> [EXERCISE OBJECTIVE]: Go through the listing below, count the lines that contain "derive", and state the number alone.

= Beginning of Section =

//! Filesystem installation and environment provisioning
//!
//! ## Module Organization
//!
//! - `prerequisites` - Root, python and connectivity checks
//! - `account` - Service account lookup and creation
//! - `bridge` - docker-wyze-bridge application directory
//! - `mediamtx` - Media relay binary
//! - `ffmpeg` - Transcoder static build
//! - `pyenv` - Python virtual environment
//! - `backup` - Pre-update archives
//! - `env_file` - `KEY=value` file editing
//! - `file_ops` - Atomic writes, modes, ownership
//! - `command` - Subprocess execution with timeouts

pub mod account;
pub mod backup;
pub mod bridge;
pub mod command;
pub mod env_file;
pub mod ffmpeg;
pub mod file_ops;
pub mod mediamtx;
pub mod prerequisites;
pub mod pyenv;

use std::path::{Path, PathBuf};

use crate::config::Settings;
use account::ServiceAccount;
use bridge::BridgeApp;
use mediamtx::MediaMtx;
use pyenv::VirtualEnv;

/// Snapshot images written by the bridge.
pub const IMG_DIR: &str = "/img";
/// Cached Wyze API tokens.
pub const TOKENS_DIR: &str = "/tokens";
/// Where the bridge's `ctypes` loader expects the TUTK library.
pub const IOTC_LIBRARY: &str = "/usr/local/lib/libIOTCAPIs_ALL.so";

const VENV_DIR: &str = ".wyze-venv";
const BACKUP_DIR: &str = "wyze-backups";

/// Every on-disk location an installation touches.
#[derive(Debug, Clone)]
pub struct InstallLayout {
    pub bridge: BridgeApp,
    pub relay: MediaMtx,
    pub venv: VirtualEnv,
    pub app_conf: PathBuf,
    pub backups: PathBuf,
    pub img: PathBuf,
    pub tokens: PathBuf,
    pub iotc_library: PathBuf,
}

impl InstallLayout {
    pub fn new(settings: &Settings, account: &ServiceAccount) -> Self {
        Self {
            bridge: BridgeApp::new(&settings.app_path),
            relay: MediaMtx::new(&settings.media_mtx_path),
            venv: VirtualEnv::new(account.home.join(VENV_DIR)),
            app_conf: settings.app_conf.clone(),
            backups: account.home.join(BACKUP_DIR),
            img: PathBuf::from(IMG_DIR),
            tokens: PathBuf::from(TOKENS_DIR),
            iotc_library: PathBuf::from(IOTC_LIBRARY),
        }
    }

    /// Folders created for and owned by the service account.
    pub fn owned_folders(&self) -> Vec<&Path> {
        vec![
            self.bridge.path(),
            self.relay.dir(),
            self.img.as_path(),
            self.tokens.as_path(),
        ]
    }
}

= End of Section =
= Beginning of Section =

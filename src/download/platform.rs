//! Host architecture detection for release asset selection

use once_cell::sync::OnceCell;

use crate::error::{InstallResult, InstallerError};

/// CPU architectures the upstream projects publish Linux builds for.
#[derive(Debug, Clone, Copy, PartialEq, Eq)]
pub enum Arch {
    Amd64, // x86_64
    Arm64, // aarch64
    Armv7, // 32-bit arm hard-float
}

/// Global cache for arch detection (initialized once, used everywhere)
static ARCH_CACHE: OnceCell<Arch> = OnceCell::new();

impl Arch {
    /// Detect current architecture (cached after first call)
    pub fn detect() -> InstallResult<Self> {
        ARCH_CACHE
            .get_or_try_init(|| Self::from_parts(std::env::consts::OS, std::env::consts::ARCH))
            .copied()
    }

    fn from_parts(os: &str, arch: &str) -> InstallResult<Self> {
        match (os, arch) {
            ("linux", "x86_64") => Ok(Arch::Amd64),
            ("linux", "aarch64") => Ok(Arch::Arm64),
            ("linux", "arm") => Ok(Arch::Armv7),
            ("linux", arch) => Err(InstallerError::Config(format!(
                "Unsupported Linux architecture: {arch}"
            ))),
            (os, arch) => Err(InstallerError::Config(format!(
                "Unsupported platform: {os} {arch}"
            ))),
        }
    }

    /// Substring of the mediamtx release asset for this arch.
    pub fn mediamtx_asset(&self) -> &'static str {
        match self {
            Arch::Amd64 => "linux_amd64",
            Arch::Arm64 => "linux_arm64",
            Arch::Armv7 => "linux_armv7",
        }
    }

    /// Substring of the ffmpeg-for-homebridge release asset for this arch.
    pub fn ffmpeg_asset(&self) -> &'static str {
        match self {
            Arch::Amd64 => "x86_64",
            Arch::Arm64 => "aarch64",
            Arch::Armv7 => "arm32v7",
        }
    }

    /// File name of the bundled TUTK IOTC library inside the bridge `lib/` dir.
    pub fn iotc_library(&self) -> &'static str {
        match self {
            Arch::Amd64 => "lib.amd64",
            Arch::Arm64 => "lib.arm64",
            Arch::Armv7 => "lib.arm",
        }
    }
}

= End of Section =

> [ANSWER TO THE PROBLEM]: 2